- _Task goal_
Find the line with "pub fn center(&self)" in the records below. Copy it and every line after it, up to and including the line with "fn id(&self) ->".

- _Supplied material_
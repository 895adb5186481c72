use crate::animation::{ElementState, Property, Value};
use crate::coords::{Rect, Vec2};
use crate::paint::{Color, Stroke};
use crate::scene::{DrawCmd, DrawList, Element, ElementId};

use super::{fill_of, stroke_of};

/// Circle draw payload.
#[derive(Debug, Clone, PartialEq)]
pub struct CircleCmd {
    pub center: Vec2,
    pub radius: f32,
    pub fill: Option<Color>,
    pub stroke: Option<Stroke>,
}

impl CircleCmd {
    #[inline]
    pub fn new(center: Vec2, radius: f32, fill: Option<Color>, stroke: Option<Stroke>) -> Self {
        Self { center, radius, fill, stroke }
    }
}

impl DrawList {
    /// Records a circle draw command.
    #[inline]
    pub fn push_circle(
        &mut self,
        center: Vec2,
        radius: f32,
        fill: Option<Color>,
        stroke: Option<Stroke>,
    ) {
        self.push(DrawCmd::Circle(CircleCmd::new(center, radius, fill, stroke)));
    }
}

/// Circle element driven by `Cx`, `Cy`, `Radius`.
#[derive(Debug, Clone)]
pub struct CircleShape {
    id: ElementId,
    state: ElementState,
}

impl CircleShape {
    pub fn new(center: Vec2, radius: f32) -> Self {
        let state = ElementState::new()
            .with(Property::Cx, center.x)
            .with(Property::Cy, center.y)
            .with(Property::Radius, radius);
        Self { id: ElementId::next(), state }
    }

    pub fn fill(self, color: Color) -> Self {
        self.with(Property::Fill, color)
    }

    pub fn stroke(self, color: Color, width: f32) -> Self {
        self.with(Property::Stroke, color).with(Property::LineWidth, width)
    }

    pub fn with(mut self, property: Property, value: impl Into<Value>) -> Self {
        self.state.set(property, value);
        self
    }

    pub fn center(&self) -> Vec2 {
        Vec2::new(
            self.state.number(Property::Cx).unwrap_or(0.0),
            self.state.number(Property::Cy).unwrap_or(0.0),
        )
    }

    pub fn radius(&self) -> f32 {
        self.state.number(Property::Radius).unwrap_or(0.0).max(0.0)
    }
}

impl Element for CircleShape {
    fn id(&self) -> ElementId {
        self.id
    }

    fn state(&self) -> &ElementState {
        &self.state
    }

    fn state_mut(&mut self) -> &mut ElementState {
        &mut self.state
    }

    fn render(&self, surface: &mut DrawList) {
        let fill = fill_of(&self.state);
        let stroke = stroke_of(&self.state);
        if fill.is_none() && stroke.is_none() {
            return;
        }
        surface.push_circle(self.center(), self.radius(), fill, stroke);
    }

    fn bounding_box(&self) -> Rect {
        let c = self.center();
        let r = self.radius();
        Rect::new(c.x - r, c.y - r, r * 2.0, r * 2.0)
    }
}

#[cfg(test)]
mod tests {
    use super::*;

    #[test]
    fn bounding_box_wraps_circle() {
        let circle = CircleShape::new(Vec2::new(10.0, 20.0), 5.0);
        assert_eq!(circle.bounding_box(), Rect::new(5.0, 15.0, 10.0, 10.0));
    }

    #[test]
    fn negative_radius_renders_as_zero() {
        let black = Color::from_premul(0.0, 0.0, 0.0, 1.0);
        let circle = CircleShape::new(Vec2::zero(), -3.0).fill(black);

        let mut list = DrawList::new();
        circle.render(&mut list);
        assert_eq!(
            list.commands(),
            &[DrawCmd::Circle(CircleCmd::new(Vec2::zero(), 0.0, Some(black), None))]
        );
    }
}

- _Answer to this problem_
    pub fn center(&self) -> Vec2 {
        Vec2::new(
            self.state.number(Property::Cx).unwrap_or(0.0),
            self.state.number(Property::Cy).unwrap_or(0.0),
        )
    }

    pub fn radius(&self) -> f32 {
        self.state.number(Property::Radius).unwrap_or(0.0).max(0.0)
    }
}

impl Element for CircleShape {
    fn id(&self) -> ElementId {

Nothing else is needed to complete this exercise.